Except, lately, they’re not.
The World’s Most Efficiently Inefficient Animal
Sloths are, functionally, the product of a tens-of-millions-of-years bet against metabolism. Their entire existence is built around doing less, using less, moving less. While humans are drinking Red Bull and operating on five hours of sleep, sloths have perfected the art of minimalism.
How minimal? Well, their body temperature fluctuates with the weather because generating heat is too much effort. Their digestive system is so slow that they metabolize food at a rate more appropriate for a houseplant. They’ve also evolved to blend in perfectly with the trees, so perfectly, in fact, that their fur grows algae (how fun!).
For millions of years, this strategy worked. Predators couldn’t see them, they didn’t burn unnecessary calories, and they didn’t need a rich diet to survive. Sloths were out here playing chess while the rest of the animal kingdom was trying to figure out where to meet up for the game.
But then we happened.
The Sloth vs. The Modern World

The modern world is (to put it bluntly) a logistical nightmare for sloths. Their main threats are things that never should have been problems to begin with: deforestation, roads, dogs, and the fact that power lines exist.
“In Costa Rica’s Talamanca province, where we are based, urban sprawl has increased by 30 percent in just the past two years, with an estimated 3,000 sloths lost annually,” reports the Sloth Conservation Foundation. That number is mind-bending. It means that in a single corner of the world, thousands of sloths are just… ceasing to exist every year because humans can’t stop bulldozing trees.

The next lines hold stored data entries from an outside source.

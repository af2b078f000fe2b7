//! Isolate and context configuration.
//!
//! Both option sets deserialize from any serde format, so a host can keep them
//! in its own config file. Zero means "no limit" for every size field.

use std::time::Duration;

use serde::Deserialize;

use crate::error::Error;

bitflags::bitflags! {
    /// Process-wide V8 flags, applied once before the platform starts.
    #[derive(Debug, Clone, Copy, PartialEq, Eq, Default)]
    pub struct GlobalFlags: u32 {
        const ENABLE_TOP_LEVEL_AWAIT = 1 << 0;
        const DISABLE_JIT_COMPILATION = 1 << 1;
    }
}

#[derive(Debug, Clone, Deserialize)]
#[serde(default)]
pub struct IsolateOptions {
    pub name: String,

    /// Initial V8 heap reservation in bytes.
    pub initial_heap_size: usize,

    /// Heap governor threshold in bytes. `0` disables the governor.
    pub max_heap_size: usize,

    /// How often the governor samples heap usage.
    #[serde(with = "duration_ms")]
    pub heap_size_sample_interval: Duration,

    /// Factor applied once to the V8 heap limit when it is first reached.
    pub heap_expansion_multiplier: f64,

    /// Native stack budget for script execution in bytes. `0` disables the watcher.
    pub max_stack_usage: usize,

    /// Budget for ArrayBuffer backing stores in bytes. `0` means unbounded.
    pub max_array_buffer_allocation: usize,

    /// Sampling interval for CPU profiles, in microseconds.
    pub cpu_profile_sample_interval: u32,

    /// Report interrupts as `ScriptInterrupted` instead of a generic failure.
    pub enable_interrupt_propagation: bool,

    /// Sample the heap but never terminate on violation.
    pub disable_heap_size_violation_interrupt: bool,

    /// Port handed to the debug agent when a context enables debugging.
    pub debug_port: u16,
}

impl Default for IsolateOptions {
    fn default() -> Self {
        Self {
            name: "isolate".to_string(),
            initial_heap_size: 0,
            max_heap_size: 0,
            heap_size_sample_interval: Duration::from_millis(50),
            heap_expansion_multiplier: 1.25,
            max_stack_usage: 0,
            max_array_buffer_allocation: 0,
            cpu_profile_sample_interval: 1000,
            enable_interrupt_propagation: false,
            disable_heap_size_violation_interrupt: false,
            debug_port: 9222,
        }
    }
}

impl IsolateOptions {
    pub fn name(mut self, name: impl Into<String>) -> Self {
        self.name = name.into();
        self
    }

    pub fn max_heap_size(mut self, bytes: usize) -> Self {
        self.max_heap_size = bytes;
        self
    }

    pub fn heap_size_sample_interval(mut self, interval: Duration) -> Self {
        self.heap_size_sample_interval = interval;
        self
    }

    pub fn max_stack_usage(mut self, bytes: usize) -> Self {
        self.max_stack_usage = bytes;
        self
    }

    pub fn max_array_buffer_allocation(mut self, bytes: usize) -> Self {
        self.max_array_buffer_allocation = bytes;
        self
    }

    pub fn enable_interrupt_propagation(mut self, enable: bool) -> Self {
        self.enable_interrupt_propagation = enable;
        self
    }

    pub fn debug_port(mut self, port: u16) -> Self {
        self.debug_port = port;
        self
    }

    pub fn validate(&self) -> Result<(), Error> {
        if !(self.heap_expansion_multiplier >= 1.0) {
            return Err(Error::Config(format!(
                "heap_expansion_multiplier must be >= 1.0, got {}",
                self.heap_expansion_multiplier
            )));
        }
        if self.max_heap_size > 0 && self.heap_size_sample_interval.is_zero() {
            return Err(Error::Config(
                "heap_size_sample_interval must be non-zero when max_heap_size is set".into(),
            ));
        }
        if self.initial_heap_size > 0 && self.max_heap_size > 0 && self.initial_heap_size > self.max_heap_size {
            return Err(Error::Config("initial_heap_size exceeds max_heap_size".into()));
        }
        Ok(())
    }
}

#[derive(Debug, Clone, Deserialize)]
#[serde(default)]
pub struct ContextOptions {
    pub name: String,
    pub enable_debugging: bool,
    pub enable_remote_debugging: bool,
    pub enable_date_time_conversion: bool,
    pub enable_dynamic_module_imports: bool,
}

impl Default for ContextOptions {
    fn default() -> Self {
        Self {
            name: "context".to_string(),
            enable_debugging: false,
            enable_remote_debugging: false,
            enable_date_time_conversion: false,
            enable_dynamic_module_imports: true,
        }
    }
}

impl ContextOptions {
    pub fn name(mut self, name: impl Into<String>) -> Self {
        self.name = name.into();
        self
    }

    pub fn enable_debugging(mut self, enable: bool) -> Self {
        self.enable_debugging = enable;
        self
    }

    pub fn enable_remote_debugging(mut self, enable: bool) -> Self {
        self.enable_remote_debugging = enable;
        self
    }

    pub fn enable_date_time_conversion(mut self, enable: bool) -> Self {
        self.enable_date_time_conversion = enable;
        self
    }

    pub fn enable_dynamic_module_imports(mut self, enable: bool) -> Self {
        self.enable_dynamic_module_imports = enable;
        self
    }
}

mod duration_ms {
    use std::time::Duration;

    use serde::{Deserialize, Deserializer};

    pub fn deserialize<'de, D: Deserializer<'de>>(d: D) -> Result<Duration, D::Error> {
        u64::deserialize(d).map(Duration::from_millis)
    }
}
//! Host objects as seen from JavaScript.
//!
//! Each host object gets one wrapper per context, found again through
//! [`V8ObjectCache`] so identity holds across imports. The wrapper carries a
//! private `External` pointing at the boxed [`HostObjectHolder`] owned by the
//! cache entry; the entry lives until the wrapper is collected or the
//! context goes away, whichever comes first.
//!
//! Plain host objects are instances of one template with named and indexed
//! interceptors. Callable host objects are real functions whose callback
//! data is the same `External`; they answer `typeof` with `"function"` but
//! their properties are the function's own.

pub(crate) mod exception;
pub(crate) mod iterator;

use std::any::Any;
use std::collections::HashMap;
use std::ffi::c_void;
use std::panic::{self, AssertUnwindSafe};
use std::sync::Arc;

use crate::context::{ContextInner, ContextState, PendingRelease, Privates};
use crate::error::{ENGINE_DESTROYED, Error, HostError};
use crate::handles::Persistent;
use crate::holder::HostObjectHolder;
use crate::host::{HostObject, Invocability};
use crate::marshal;
use crate::value::Value;

pub(crate) struct Templates {
    object: v8::Global<v8::ObjectTemplate>,
    iterator: v8::Global<v8::Function>,
    async_iterator: v8::Global<v8::Function>,
}
//! The host side of the bridge.
//!
//! [`HostObject`] is implemented by anything the host wants to project into
//! JavaScript; every method is an upcall made from inside a V8 callback on the
//! isolate thread. [`HostEnvironment`] is the per-isolate table of upcalls for
//! module loading, debugging and scheduling.
//!
//! Upcalls may call back into the bridge (e.g. run more script on the same
//! context); the isolate lock is recursive.

use crate::callbacks::{self, NativeCallback};
use crate::config::GlobalFlags;
use crate::debug::{DebugAgent, DebugConnector};
use crate::document::DocumentInfo;
use crate::error::HostError;
use crate::value::{Value, ValueFlags, ValueSubtype};

/// How a host object behaves when JavaScript calls it.
#[derive(Debug, Clone, Copy, PartialEq, Eq, Default)]
pub enum Invocability {
    /// Not callable; `obj()` throws a `TypeError`.
    #[default]
    None,
    /// A callable delegate; projected as a JS function.
    Delegate,
    /// Callable, decided per call by the host.
    Dynamic,
    /// Calling the object invokes its default property.
    DefaultProperty,
}

impl Invocability {
    pub fn is_callable(self) -> bool {
        !matches!(self, Invocability::None)
    }
}

/// Result of a named property lookup.
#[derive(Debug, Clone, Default)]
pub struct PropertyValue {
    pub value: Value,
    /// The name refers to a method; script receives a function that calls
    /// [`HostObject::invoke_method`].
    pub is_method: bool,
    /// The value never changes and may be cached on the script-side object.
    pub cacheable: bool,
}

impl PropertyValue {
    pub fn nonexistent() -> Self {
        Self::default()
    }

    pub fn value(value: impl Into<Value>) -> Self {
        Self {
            value: value.into(),
            ..Default::default()
        }
    }

    pub fn cacheable(value: impl Into<Value>) -> Self {
        Self {
            value: value.into(),
            cacheable: true,
            ..Default::default()
        }
    }

    pub fn method() -> Self {
        Self {
            value: Value::Undefined,
            is_method: true,
            cacheable: true,
        }
    }
}

fn unsupported(what: &str) -> HostError {
    HostError::msg(format!("The object does not support {what}"))
}

/// An object owned by the host and exposed to JavaScript.
pub trait HostObject: Send + Sync + 'static {
    fn get_named_property(&self, _name: &str) -> Result<PropertyValue, HostError> {
        Ok(PropertyValue::nonexistent())
    }

    fn set_named_property(&self, _name: &str, _value: Value) -> Result<(), HostError> {
        Err(unsupported("property assignment"))
    }

    fn delete_named_property(&self, _name: &str) -> Result<bool, HostError> {
        Ok(false)
    }

    fn property_names(&self) -> Result<Vec<String>, HostError> {
        Ok(Vec::new())
    }

    fn get_indexed_property(&self, _index: i32) -> Result<Value, HostError> {
        Ok(Value::Nonexistent)
    }

    fn set_indexed_property(&self, _index: i32, _value: Value) -> Result<(), HostError> {
        Err(unsupported("indexed assignment"))
    }

    fn delete_indexed_property(&self, _index: i32) -> Result<bool, HostError> {
        Ok(false)
    }

    fn property_indices(&self) -> Result<Vec<i32>, HostError> {
        Ok(Vec::new())
    }

    fn invoke(&self, _as_constructor: bool, _args: Vec<Value>) -> Result<Value, HostError> {
        Err(unsupported("invocation"))
    }

    fn invoke_method(&self, name: &str, _args: Vec<Value>) -> Result<Value, HostError> {
        Err(HostError::msg(format!("The object has no method named '{name}'")))
    }

    fn invocability(&self) -> Invocability {
        Invocability::None
    }

    fn enumerator(&self) -> Result<Option<Box<dyn HostEnumerator>>, HostError> {
        Ok(None)
    }

    fn async_enumerator(&self) -> Result<Option<Box<dyn HostAsyncEnumerator>>, HostError> {
        Ok(None)
    }

    /// Host-chosen tag carried by the holder.
    fn subtype(&self) -> ValueSubtype {
        ValueSubtype::None
    }

    fn flags(&self) -> ValueFlags {
        ValueFlags::empty()
    }

    /// Called each time the bridge takes a reference.
    fn add_ref(&self) {}

    /// Called each time the bridge drops a reference.
    fn release(&self) {}
}

/// Synchronous iteration over a host collection (`for...of`).
pub trait HostEnumerator: Send {
    fn next(&mut self) -> Result<Option<Value>, HostError>;

    fn close(&mut self) {}
}

/// Iteration for `for await...of`; each step is delivered through a promise.
pub trait HostAsyncEnumerator: Send {
    fn next(&mut self) -> Result<Option<Value>, HostError>;

    fn close(&mut self) {}
}

/// A module returned by [`HostEnvironment::load_module`].
#[derive(Debug, Clone)]
pub struct LoadedModule {
    pub document: DocumentInfo,
    pub code: String,
    /// Exports supplied directly by the host; CommonJS and JSON modules only.
    pub exports: Option<Value>,
}

impl LoadedModule {
    pub fn new(document: DocumentInfo, code: impl Into<String>) -> Self {
        Self {
            document,
            code: code.into(),
            exports: None,
        }
    }
}

/// Per-isolate upcall table.
pub trait HostEnvironment: Send + Sync + 'static {
    fn global_flags(&self) -> GlobalFlags {
        GlobalFlags::empty()
    }

    fn max_script_cache_size(&self) -> usize {
        256
    }

    fn max_module_cache_size(&self) -> usize {
        1024
    }

    /// Resolve `specifier` relative to `parent` (`None` for top-level dynamic imports).
    fn load_module(&self, _parent: Option<&DocumentInfo>, specifier: &str) -> Result<LoadedModule, HostError> {
        Err(HostError::msg(format!("Cannot load module '{specifier}'")))
    }

    /// Extra bindings passed as parameters to a CommonJS module body.
    fn create_module_context(&self, _document: &DocumentInfo) -> Result<Vec<(String, Value)>, HostError> {
        Ok(Vec::new())
    }

    /// Properties installed on `import.meta` for a module.
    fn initialize_import_meta(&self, document: &DocumentInfo) -> Vec<(String, Value)> {
        vec![("url".to_string(), Value::string(&document.resource_name))]
    }

    fn create_debug_agent(
        &self,
        _name: &str,
        _version: &str,
        _port: u16,
        _remote: bool,
        _connector: DebugConnector,
    ) -> Option<Box<dyn DebugAgent>> {
        None
    }

    /// Run `callback` once on some other thread.
    fn queue_native_callback(&self, callback: NativeCallback) {
        callbacks::spawn_native(callback);
    }
}

/// Environment with all defaults: no module loader, no debugger.
#[derive(Debug, Default, Clone, Copy)]
pub struct DefaultHostEnvironment;

impl HostEnvironment for DefaultHostEnvironment {}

Here’s why that’s catastrophic: sloths don’t just prefer trees. They physically cannot exist without them. Unlike other arboreal creatures (think monkeys or squirrels), sloths don’t have a backup plan. Their skeletons are built for hanging, not standing. Their movements are so slow that being on the ground is, at best, embarrassing and, at worst, fatal.
Death by Everything Modern
Roads are bad. Dogs are worse. Sloths, famously defenseless, are not built to deal with enthusiastic territorial street dogs. And yet, as urbanization increases, sloth-dog interactions have skyrocketed.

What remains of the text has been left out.